■ **REQUIRED WORK**
Each record is to be duplicated exactly, with nothing added.

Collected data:
**********

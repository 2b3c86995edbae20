//! Sentence-aware splitting of long text into provider-sized segments.
//!
//! Text is cut on end-of-sentence punctuation and line breaks, then sentences
//! are packed greedily into segments of at most `max_len` chars. Terminators
//! are consumed by the split, so joining the segments yields the input without
//! its terminators. A sentence longer than `max_len` is hard-sliced into
//! `max_len`-char pieces that are never rejoined.

/// End-of-sentence characters. Consumed by [`split`].
pub const TERMINATORS: &[char] = &['。', '！', '？', '!', '?', '.', '\n', '\r'];

#[inline]
fn is_terminator(c: char) -> bool {
    TERMINATORS.contains(&c)
}

/// True when `text` is long enough that the orchestrator should chunk it.
pub fn exceeds(text: &str, threshold: usize) -> bool {
    text.chars().count() > threshold
}

/// Split `text` into ordered segments of at most `max_len` chars.
/// A `max_len` of zero is treated as one.
pub fn split(text: &str, max_len: usize) -> Vec<String> {
    let max_len = max_len.max(1);
    let mut segments = Vec::new();
    let mut buffer = String::new();
    let mut buffer_len = 0usize;

    for sentence in text.split(is_terminator).filter(|s| !s.is_empty()) {
        let sentence_len = sentence.chars().count();

        if !buffer.is_empty() && buffer_len + sentence_len > max_len {
            segments.push(std::mem::take(&mut buffer));
            buffer_len = 0;
        }

        if sentence_len > max_len {
            hard_slice(sentence, max_len, &mut segments);
        } else {
            buffer.push_str(sentence);
            buffer_len += sentence_len;
        }
    }

    if !buffer.is_empty() {
        segments.push(buffer);
    }
    segments
}

fn hard_slice(sentence: &str, max_len: usize, out: &mut Vec<String>) {
    let chars: Vec<char> = sentence.chars().collect();
    out.extend(chars.chunks(max_len).map(|piece| piece.iter().collect::<String>()));
}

**********

■ **TASK OUTPUT**
repository 2b3c86995edbae20
//! Sentence-aware splitting of long text into provider-sized segments.
//!
//! Text is cut on end-of-sentence punctuation and line breaks, then sentences
//! are packed greedily into segments of at most `max_len` chars. Terminators
//! are consumed by the split, so joining the segments yields the input without
//! its terminators. A sentence longer than `max_len` is hard-sliced into
//! `max_len`-char pieces that are never rejoined.

/// End-of-sentence characters. Consumed by [`split`].
pub const TERMINATORS: &[char] = &['。', '！', '？', '!', '?', '.', '\n', '\r'];

#[inline]
fn is_terminator(c: char) -> bool {
    TERMINATORS.contains(&c)
}

/// True when `text` is long enough that the orchestrator should chunk it.
pub fn exceeds(text: &str, threshold: usize) -> bool {
    text.chars().count() > threshold
}

/// Split `text` into ordered segments of at most `max_len` chars.
/// A `max_len` of zero is treated as one.
pub fn split(text: &str, max_len: usize) -> Vec<String> {
    let max_len = max_len.max(1);
    let mut segments = Vec::new();
    let mut buffer = String::new();
    let mut buffer_len = 0usize;

    for sentence in text.split(is_terminator).filter(|s| !s.is_empty()) {
        let sentence_len = sentence.chars().count();

        if !buffer.is_empty() && buffer_len + sentence_len > max_len {
            segments.push(std::mem::take(&mut buffer));
            buffer_len = 0;
        }

        if sentence_len > max_len {
            hard_slice(sentence, max_len, &mut segments);
        } else {
            buffer.push_str(sentence);
            buffer_len += sentence_len;
        }
    }

    if !buffer.is_empty() {
        segments.push(buffer);
    }
    segments
}

fn hard_slice(sentence: &str, max_len: usize, out: &mut Vec<String>) {
    let chars: Vec<char> = sentence.chars().collect();
    out.extend(chars.chunks(max_len).map(|piece| piece.iter().collect::<String>()));
}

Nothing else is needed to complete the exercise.